TRIGANA, MY LOVE...
Hi !
Il m'apparait judicieux d'élargir la réflexion à partir du crash de cet ATR.
Il convient tout d'abord de se rappeler qu'il y a une quinzaine d'années, les structures aéronautiques principales indonésiennes étaient :
- Garuda (Aigle, en Indonésien), la compagnie aérienne nationale à vocation internationale.
- Merpati (Pigeon, en Indonésien), la compagnie aérienne à vocation nationale.
- Trigana Air, à vocation de dessertes régionales
- Susi Air, à vocation régionale.
- AMA, structure catholique (Franciscains).
- MAAF, structure protestante.
- Une structure adventiste dont j'ai oublié le nom.
- Une structures américaine étudiant les langues papoues (750 identifiées en 2002, 850 en 2018).
Ainsi, Merpati opérait jusqu'en Papua (ex-Irian Jaya) aux trois aéroports de Biak, sur l'île du même nom au nord de la Papua, de Sentani, l'aéroport de Jayapura la capitale administrative au nord est de la Papua, et de Timika, l'aéroport du sud de la Papua. La desserte pouvait se faire avec des Boeing 737 sur ces pistes en dur suffisament longues et presque au niveau de la mer.

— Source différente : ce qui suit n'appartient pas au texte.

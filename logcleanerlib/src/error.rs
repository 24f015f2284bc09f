//! Error types for logcleanerlib

use std::path::PathBuf;
use thiserror::Error;

/// Errors that can occur while cleaning sources, pruning logs or scheduling jobs
#[derive(Error, Debug)]
pub enum LogCleanerError {
    /// Failed to read a file (including content that is not valid UTF-8)
    #[error("failed to read file '{path}': {source}")]
    FileRead {
        path: PathBuf,
        source: std::io::Error,
    },

    /// Failed to write a cleaned file back to disk
    #[error("failed to write file '{path}': {source}")]
    FileWrite {
        path: PathBuf,
        source: std::io::Error,
    },

    /// Failed to copy a file into the backup directory
    #[error("failed to back up '{path}': {source}")]
    Backup {
        path: PathBuf,
        source: std::io::Error,
    },

    /// Invalid glob pattern
    #[error("invalid glob pattern '{pattern}': {message}")]
    InvalidGlob { pattern: String, message: String },

    /// Path does not exist
    #[error("path does not exist: {0}")]
    PathNotFound(PathBuf),

    /// File has an extension the statement cleaner does not handle
    #[error("unsupported file type: {0}")]
    UnsupportedFile(PathBuf),

    /// Cutoff date could not be parsed
    #[error("invalid date: {0}")]
    InvalidDate(String),

    /// Cutoff duration could not be parsed
    #[error("invalid duration: {0}")]
    InvalidDuration(String),

    /// Hour/minute outside the valid range for a daily job
    #[error("invalid schedule: {0}")]
    InvalidSchedule(String),

    /// The crontab could not be read or written
    #[error("crontab error: {0}")]
    Crontab(String),

    /// IO error
    #[error("IO error: {0}")]
    Io(#[from] std::io::Error),
}

/// A per-file failure recorded in a session report instead of aborting the session.
#[derive(Debug, Clone, PartialEq, Eq, serde::Serialize)]
pub struct FileError {
    pub path: PathBuf,
    pub message: String,
}

impl FileError {
    pub fn new(path: impl Into<PathBuf>, error: &LogCleanerError) -> Self {
        Self {
            path: path.into(),
            message: error.to_string(),
        }
    }
}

C'est à partir de ces trois plate-formes de hub (c'est un bien grand mot) que la desserte régionale pouvait se faire avec des Fokker-27 (Merpati et Trigana) et même des DHC-6 Twin-Otter (Merpati, Trigana, Susi, à destination des aérodromes de Papua. Pistes en dur pour les F-27 à Sorong, Manokwari et Nabiré.
A noter que, à Timika, la piste n'est qu'à 102 Ft, mais l'altitude de transition est à 11 000 Ft et le niveau de transition est le FL 130...
Quant à Wamena au centre de la chaine montagneuse, sa piste en dur est à 5 100 Ft entre des montagnes entourant sa plaine "touristique" (avec sa célèbre momie) et de cultures vivriaires (ex-grenier de la Papua). Je n'ai pas conservé l'altitude ni le niveau de transition, mais à seulement 18 nm au sud ouest on trouve un sommet montagneux à 15 518 Ft, le plus haut de Papua culminant à 16 600 Ft moins de 100 nm à l'ouest de Wamena.
Cet "altiport" de Wamena ne recevait pas d'avion à réaction, le volume d'évolution entre les montagnes étant trop restreint, et les performances de ces avions trop dégradées. La seule exception que j'ai connue en 2002 a été un Antonov biréacteur qui assurait une noria entre Sentani où arrivait le riz indonésien, et Wamena où il était livré. Trigana a cessé ce transport de fret lorsque l'Antonov s'est crashé en finale, les pilotes russes s'étant fait piéger par un cisaillement de vent. Et quelques temps plus tard, les Popovs qui pilotaient des Fokker-27 de Trigana sont repartis chez eux.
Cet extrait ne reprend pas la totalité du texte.